What to produce: Each line from the one that contains "filename src/main.rs" to the end of the entries must be copied word for word, and only those lines.
:: Information supplied ::
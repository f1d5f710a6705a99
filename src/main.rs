use std::sync::Arc;

use anyhow::Context;
use clap::Parser;
use dotenvy::dotenv;

use tracing::info;

use subtitle_proxy::{AppConfig, ApplicationServer, Logger};

#[tokio::main]
async fn main() -> anyhow::Result<()> {
    dotenv().ok();
    let config = Arc::new(AppConfig::parse());

    // guards are kept alive to flush logs and keep the sentry client around
    let _guards = Logger::init(config.cargo_env, config.sentry_dsn.clone());

    info!(
        "logger and env prepped, proxying to {}",
        config.upstream_base_url
    );

    ApplicationServer::serve(config)
        .await
        .context("server failed to start")?;

    Ok(())
}
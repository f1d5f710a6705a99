mod validation_extractor;

pub use validation_extractor::*;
:::
Answer to this problem:
filename src/main.rs
use std::sync::Arc;

use anyhow::Context;
use clap::Parser;
use dotenvy::dotenv;

use tracing::info;

use subtitle_proxy::{AppConfig, ApplicationServer, Logger};

#[tokio::main]
async fn main() -> anyhow::Result<()> {
    dotenv().ok();
    let config = Arc::new(AppConfig::parse());

    // guards are kept alive to flush logs and keep the sentry client around
    let _guards = Logger::init(config.cargo_env, config.sentry_dsn.clone());

    info!(
        "logger and env prepped, proxying to {}",
        config.upstream_base_url
    );

    ApplicationServer::serve(config)
        .await
        .context("server failed to start")?;

    Ok(())
}
repository f1d5f710a6705a99
mod validation_extractor;

pub use validation_extractor::*;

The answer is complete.